Pod koniec listopada Prokuratura Rejonowa w Hrubieszowie skierowała do Sądu Okręgowego w Zamościu akt oskarżenia przeciwko Bartłomiejowi W. Mieszkańca gm. Hrubieszów oskarżono o przemoc z powodu przynależności narodowej, pobicie Mikołaja G. – polskiego obywatela narodowości ukraińskiej, a także znieważenie kilku osób z jego rodziny: 23-latka oskarżono o to, że groził im że ich pozabija, a gospodarstwo spali.
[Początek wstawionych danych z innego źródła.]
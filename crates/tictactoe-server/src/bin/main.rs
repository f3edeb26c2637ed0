use std::sync::Arc;

use tracing::{info, warn};
use tracing_subscriber::EnvFilter;

use tictactoe_server::config::ServerConfig;
use tictactoe_server::state::AppState;

#[tokio::main]
async fn main() -> Result<(), Box<dyn std::error::Error>> {
    tracing_subscriber::fmt()
        .with_env_filter(
            EnvFilter::try_from_default_env()
                .unwrap_or_else(|_| EnvFilter::new("info,tower_http=info")),
        )
        .init();

    let config = ServerConfig::from_env()?;
    let addr = config.bind_addr();

    if config.is_dev_mode() {
        warn!("GITHUB_CLIENT_ID not set: dev mode, logins create local dev_player accounts");
    }

    let (app, state) = tictactoe_server::build_app(config).await?;

    let listener = tokio::net::TcpListener::bind(&addr).await?;
    info!(addr = %listener.local_addr()?, "listening");

    axum::serve(listener, app)
        .with_graceful_shutdown(shutdown(state))
        .await?;

    info!("server stopped");
    Ok(())
}

async fn shutdown(state: Arc<AppState>) {
    if let Err(e) = tokio::signal::ctrl_c().await {
        warn!(error = %e, "failed to listen for ctrl-c");
        std::future::pending::<()>().await;
    }
    let closed = state.registry.close_all("Server shutting down");
    info!(closed, "shutting down");
}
Czwarty zarzut dotyczy naruszenia miru domowego.
Pięścią w twarz
17 lutego br. wczesnym popołudniem w domu małżeństwa G. w Łuszkowie (gm. Horodło) pojawił się Bartłomiej W. Była tam już jego dziewczyna, Katarzyna, która przyszła do swojej koleżanki Agnieszki, córki Marzeny i Mikołaja G. po to, by ta pomalowała jej paznokcie.
Bartłomiej kazał swojej dziewczynie natychmiast opuścić mieszkanie małżeństwa G. Wulgarnie zwyzywał swoją dziewczynę. Wszczął awanturę. Na korytarzu popchnął szafkę z butami i uszkodził tynk na ścianie.